Les médecins soulignent que ces mesures ont
un effet positif sur toute la société :
l’accès aux traitements s’accompagne
d’une amélioration de la prévention,
il atténue la stigmatisation à l’égard
des personnes vivant avec le VIH/sida et encourage
le dépistage.
Un impôt mondial ?
Mais la réussite de ce programme, comme l’a
annoncé Jong-Wook Lee, directeur général
de l’OMS, lors du forum économique mondial
de Davos, le 26 janvier dernier, semble contrariée à cause
d’un manque de financement. Un manque chronique
dans la lutte contre le sida. Afin d’y remédier,
Jacques Chirac a, lors de ce même sommet, proposé une
taxe internationale sur les billets d’avion… Un
impôt mondial qui permettrait, idéalement,
d’assurer des fonds pérennes.
Londres, le 2 février dernier. Lors de la
réunion des ministres des Finances des pays
du G7, Hervé Gaymard a prôné quant à lui « une
double initiative concrète » européenne
contre le sida. Il a repris l’idée de
taxe sur les transports aériens et maritimes,
ainsi que celle d’« une facilité financière
internationale (FFI) », déjà proposée
par le ministre britannique Gordon Brown. Plus largement,
il espère ainsi financer également la
vaccination des populations contre « les
maladies qui déciment le Sud ».
Répondre à l’urgence
De très bonnes idées… à long
terme. Mais d’ores et déjà, deux
pays au poids économique majeur, les Etats-Unis
et le Japon, s’opposent fermement à ce
principe de taxe internationale. Et à supposer
leur accord, même la mise en place rapide de
l’impôt mondial ne suffirait pas pour répondre à l’urgence
du plan « 3 by 5 ». Tandis que le gouvernement
français a annoncé le 1 er décembre
2004, Journée mondiale de lutte contre le sida,
que le pays ne verserait que 200 millions d’euros,
les associations de lutte contre le sida (Ensemble
contre le sida – Sidaction, Solidarité sida,
Elus locaux contre le sida, Sida info service) demandent
au président de la République de s’aligner
sur la subvention versée par Tony Blair : 700
millions d’euros – soit un doublement de
la promesse de don initiale. Act up a profité du
sommet londonien pour organiser une manifestation et
un « die-in » en s’allongeant
sur le trottoir, devant la Banque de France. Sur leurs
banderoles : « Sida : le G8 compte ses sous,
l’Afrique compte ses morts. »
Act up incite aussi le président français « à tenir
ses engagements », rappelant notamment
que Jacques Chirac avait déjà émis
le souhait en 2001, à l’occasion du
G8 de Gênes, que « le Fonds mondial
atteigne rapidement 10 milliards de dollars ».

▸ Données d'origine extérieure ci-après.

//! Request coalescing for the background generator.
//!
//! [`Scheduler`] is the whole state machine and does no I/O: a driver
//! (tokio task, web worker) feeds it submissions, asks it what to run and
//! reports completions. It holds at most one pending request and at most
//! one run in flight. Newer submissions overwrite the pending slot, so a
//! burst of edits collapses into a single run using the last one. A run
//! in flight is never cancelled.
//!
//! [`ResponseGate`] is the consumer half: it admits only responses whose
//! id is higher than any admitted before.

use crate::protocol::GenerateRequest;

/// What a driver should do after [`Scheduler::submit`].
#[derive(Debug, Clone, Copy, PartialEq, Eq)]
pub enum Submission {
    /// Nothing is running or armed: wait out the quiescence delay, then
    /// call [`Scheduler::start`].
    Arm,
    /// A run or an armed start will pick the request up.
    Queued,
}

/// Single-slot, last-writer-wins request scheduler.
#[derive(Debug, Default)]
pub struct Scheduler {
    pending: Option<GenerateRequest>,
    in_flight: bool,
    armed: bool,
}

impl Scheduler {
    /// Create an idle scheduler.
    #[must_use]
    pub fn new() -> Self {
        Self::default()
    }

    /// Store `request` as the pending request, replacing any older one.
    pub fn submit(&mut self, request: GenerateRequest) -> Submission {
        let id = request.id;
        if let Some(superseded) = self.pending.replace(request) {
            tracing::debug!(superseded = superseded.id, by = id, "coalesced request");
        }
        if self.in_flight || self.armed {
            Submission::Queued
        } else {
            self.armed = true;
            Submission::Arm
        }
    }

    /// Begin a run after the quiescence delay.
    ///
    /// Returns the request to run, or `None` if a run is already in
    /// flight or nothing is pending.
    pub fn start(&mut self) -> Option<GenerateRequest> {
        self.armed = false;
        if self.in_flight {
            return None;
        }
        let request = self.pending.take()?;
        self.in_flight = true;
        tracing::debug!(id = request.id, "starting run");
        Some(request)
    }

    /// Finish the run in flight, successful or not.
    ///
    /// Returns the next request to run immediately, if one arrived while
    /// the previous run was busy.
    pub fn complete(&mut self) -> Option<GenerateRequest> {
        self.in_flight = false;
        let request = self.pending.take()?;
        self.in_flight = true;
        tracing::debug!(id = request.id, "starting queued run");
        Some(request)
    }

    /// Whether a run is executing.
    #[must_use]
    pub const fn is_in_flight(&self) -> bool {
        self.in_flight
    }

    /// Id of the request waiting for the next run.
    #[must_use]
    pub fn pending_id(&self) -> Option<u64> {
        self.pending.as_ref().map(|r| r.id)
    }
}

/// Admits responses in increasing id order, dropping stale ones.
#[derive(Debug, Default, Clone, Copy)]
pub struct ResponseGate {
    latest: Option<u64>,
}

impl ResponseGate {
    /// Create a gate that has admitted nothing.
    #[must_use]
    pub const fn new() -> Self {
        Self { latest: None }
    }

    /// Whether a response with `id` should be applied.
    ///
    /// Admitting an id raises the bar for every later response.
    pub fn accept(&mut self, id: u64) -> bool {
        if self.latest.is_some_and(|latest| id <= latest) {
            tracing::debug!(id, latest = self.latest, "discarding stale response");
            return false;
        }
        self.latest = Some(id);
        true
    }

    /// Highest id admitted so far.
    #[must_use]
    pub const fn latest(&self) -> Option<u64> {
        self.latest
    }
}
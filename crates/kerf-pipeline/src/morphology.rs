//! Shrink, regrow and roughen the raw partition raster.
//!
//! Pieces are first shrunk by `round + gap / 2` using the inward distance
//! field, then regrown by `round` using a second distance field measured
//! outward from the shrunk set. Net effect: each piece recedes `gap / 2`
//! from the grout lines and its convex corners are rounded to radius
//! `round`. Optional seeded noise perturbs the outward field so edges
//! come out organic instead of machined.

use image::Rgba;

use crate::distance::{self, DistanceField};
use crate::organic::NoiseCache;
use crate::types::{BinaryBitmap, PipelineConfig, ShapeConfig};

/// Kept pixels: opaque white.
pub const KEPT: Rgba<u8> = Rgba([255, 255, 255, 255]);
/// Discarded pixels: fully transparent.
pub const CLEARED: Rgba<u8> = Rgba([0, 0, 0, 0]);

/// Output of [`MorphologyEngine::grow`].
#[derive(Debug, Clone)]
pub struct Growth {
    /// Kept/not-kept raster, ready for vectorization.
    pub final_mask: BinaryBitmap,
    /// Distance of every raw pixel to the nearest background pixel.
    pub inward: DistanceField,
}

/// Morphology stage with a seed-keyed noise generator that survives
/// across runs.
pub struct MorphologyEngine {
    noise_frequency: f64,
    noise: NoiseCache,
}

impl Default for MorphologyEngine {
    fn default() -> Self {
        Self::new(PipelineConfig::DEFAULT_NOISE_FREQUENCY)
    }
}

impl MorphologyEngine {
    /// Engine sampling noise at `noise_frequency` cycles per unit.
    #[must_use]
    pub fn new(noise_frequency: f64) -> Self {
        Self {
            noise_frequency,
            noise: NoiseCache::default(),
        }
    }

    /// Base noise frequency in cycles per unit.
    #[must_use]
    pub const fn noise_frequency(&self) -> f64 {
        self.noise_frequency
    }

    /// Compute the kept mask of `raw` for `cfg`.
    ///
    /// A pixel is kept when it survives the shrink (it is interior and
    /// at least `round + gap / 2` from the background) or lies within
    /// `round` of a surviving pixel, with that outward distance
    /// perturbed by noise when `noise_amplitude > 0`. Deterministic for
    /// identical inputs.
    pub fn grow(&mut self, raw: &BinaryBitmap, cfg: &ShapeConfig) -> Growth {
        let (width, height) = raw.dimensions();
        let inward = distance::transform(raw);

        let threshold = cfg.shrink_threshold();
        let shrunk: Vec<bool> = inward
            .values()
            .iter()
            .map(|&d| d > 0.0 && d >= threshold)
            .collect();

        // Negative of the shrunk set: shrunk pixels become seeds, so the
        // outward field measures distance to the nearest shrunk pixel.
        let negative = BinaryBitmap::from_fn(width, height, |x, y| {
            if shrunk[index(width, x, y)] {
                Rgba([0, 0, 0, 255])
            } else {
                Rgba([255, 255, 255, 255])
            }
        });
        let outward = distance::transform(&negative);

        let noise = if cfg.noise_amplitude > 0.0 {
            Some(self.noise.get(cfg.noise_seed, self.noise_frequency))
        } else {
            None
        };

        let final_mask = BinaryBitmap::from_fn(width, height, |x, y| {
            let i = index(width, x, y);
            let reach = noise.map_or(outward.values()[i], |n| {
                perturbed(
                    outward.values()[i],
                    n.sample(f64::from(x), f64::from(y)),
                    cfg.noise_amplitude,
                )
            });
            if shrunk[i] || reach <= cfg.round {
                KEPT
            } else {
                CLEARED
            }
        });

        tracing::debug!(
            width,
            height,
            gap = cfg.gap,
            round = cfg.round,
            noise_amplitude = cfg.noise_amplitude,
            max_inward = inward.max_distance(),
            "grew kept mask"
        );

        Growth { final_mask, inward }
    }
}

/// Run one growth with a throwaway engine at the default noise frequency.
#[must_use = "returns the kept mask and inward field"]
pub fn grow(raw: &BinaryBitmap, cfg: &ShapeConfig) -> Growth {
    MorphologyEngine::default().grow(raw, cfg)
}

/// Outward distance shifted by scaled noise, never below zero.
fn perturbed(outward: f64, noise: f64, amplitude: f64) -> f64 {
    noise.mul_add(amplitude, outward).max(0.0)
}

const fn index(width: u32, x: u32, y: u32) -> usize {
    y as usize * width as usize + x as usize
}

/// Whether a pixel of a kept mask is kept.
#[must_use]
pub fn is_kept(pixel: &Rgba<u8>) -> bool {
    pixel.0[3] > 127 && pixel.0[0] > distance::INTERIOR_THRESHOLD
}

Aujourd’hui, le Fonds mondial de lutte contre
le sida, la tuberculose et le paludisme (www.theglobalfund.org/fr)
stagne à 1,3 milliard par an. La participation
de la France, deuxième pays contributeur,
s’élève à 150 millions
d’euros par an selon un plan triennal qui s’étend
jusqu’en 2006. Une participation qui a « triplé en
2004 », comme le souligne le ministère
des Affaires étrangères.
A l’heure où les pays riches ont montré une
incroyable mobilisation pour les victimes du raz-de-marée
en Asie, et tandis que le sida fait autant de morts
qu’un tsunami par mois, on se prend à croire
que ces 2 milliards de dollars pour sauver 3 millions
de personnes, peuvent être rapidement trouvés.